Filed April 18, 2006


Kalitowski, Judge


Hennepin County District Court

File No. 04001602


Mike Hatch, Attorney General, 1800 Bremer Tower, 445 Minnesota Street, St. Paul, MN 55101-2134; and


Amy Klobuchar, Hennepin County Attorney, Jean E. Burdorf, Assistant County Attorney, C-2000 Government Center, Minneapolis, MN 55487 (for respondent)


John M. Stuart, State Public Defender, Suzanne M. Senecal-Hill, Assistant Public Defender, 2221 University Avenue Southeast, Suite 425, Minneapolis, MN 55414 (for appellant)


            Considered and decided by Kalitowski, Presiding Judge; Minge, Judge; and Collins, Judge.*

U N P U B L I S H E D   O P I N I O N


            Appellant James Lee King challenges his conviction of first-degree aggravated robbery arguing that the evidence was insufficient to support his conviction.  In addition, in his pro se brief, appellant contends that the district court committed reversible error by (1) refraining from appointing advisory counsel during certain pretrial matters; (2) ordering advisory counsel to sit in the back of the courtroom; and (3) denying appellant’s request to consult with advisory counsel during trial.  We affirm.





            Appellant argues that the evidence was not legally sufficient to support his conviction of first-degree robbery, which required a finding that he used force, because he used force to escape rather than to take property and complete the robbery.  We disagree. 

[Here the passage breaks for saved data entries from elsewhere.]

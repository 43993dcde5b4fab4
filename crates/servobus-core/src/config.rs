//! Plain configuration structs with the literal defaults named in the
//! design notes. No file format is parsed here — application code builds
//! these directly or deserializes them itself; text/XML configuration
//! parsing is out of scope for this crate.

use std::time::Duration;

/// Node guard discipline.
#[derive(Debug, Clone, Copy, PartialEq, Eq)]
pub enum GuardMode {
    None,
    Heartbeat,
    NodeGuard,
}

/// Per-node liveness configuration.
#[derive(Debug, Clone, Copy, PartialEq, Eq)]
pub struct NodeConfig {
    pub guard_mode: GuardMode,
    pub guard_timeout_ms: u32,
    pub life_factor: u8,
}

impl Default for NodeConfig {
    fn default() -> Self {
        Self {
            guard_mode: GuardMode::None,
            guard_timeout_ms: 1000,
            life_factor: 2,
        }
    }
}

/// Per-session SDO timeout/retry policy.
#[derive(Debug, Clone, Copy, PartialEq, Eq)]
pub struct SdoTimeouts {
    pub timeout_ms: u32,
    pub max_retry: u8,
}

impl Default for SdoTimeouts {
    fn default() -> Self {
        Self {
            timeout_ms: 2000,
            max_retry: 4,
        }
    }
}

impl SdoTimeouts {
    pub fn timeout(&self) -> Duration {
        Duration::from_millis(self.timeout_ms as u64)
    }
}

/// Network-wide CAN settings.
#[derive(Debug, Clone, Copy, PartialEq, Eq)]
pub struct NetworkSettings {
    pub read_thread_priority: i32,
    pub timing_reference: bool,
    pub sync_id: u32,
    pub time_id: u32,
}

impl Default for NetworkSettings {
    fn default() -> Self {
        Self {
            read_thread_priority: 0,
            timing_reference: false,
            sync_id: 0x080,
            time_id: 0x181,
        }
    }
}

/// Network-wide EtherCAT-style settings.
#[derive(Debug, Clone, Copy, PartialEq, Eq)]
pub struct EcatSettings {
    pub cycle_thread_priority: i32,
    pub cycle_period_ms: u32,
}

impl Default for EcatSettings {
    fn default() -> Self {
        Self {
            cycle_thread_priority: 0,
            cycle_period_ms: 4,
        }
    }
}

impl EcatSettings {
    pub fn cycle_period(&self) -> Duration {
        Duration::from_millis(self.cycle_period_ms as u64)
    }
}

            In considering a claim of insufficient evidence, this court’s review is limited to a painstaking analysis of the record to determine whether the evidence, when viewed in the light most favorable to the conviction, was sufficient to allow the jurors to reach the verdict that they did.  State v. Webb, 440 N.W.2d 426, 430 (Minn. 1989).  We must assume that the jury believed the state’s witnesses and disbelieved any evidence to the contrary.  State v. Moore, 438 N.W.2d 101, 108 (Minn. 1989).

            A defendant is guilty of simple robbery if he,

having knowledge of not being entitled thereto, takes personal property from the person or in the presence of another and uses or threatens the imminent use of force against any person to overcome the person’s resistance or powers of resistance to, or to compel acquiescence in, the taking or carrying away of the property . . . .


Minn. Stat. § 609.24 (2002) (emphasis added).  The robbery crime is elevated to aggravated first-degree robbery if the defendant, “while committing a robbery, is armed with a dangerous weapon . . . or inflicts bodily harm upon another.”  Minn. Stat. § 609.245, subd. 1 (2002).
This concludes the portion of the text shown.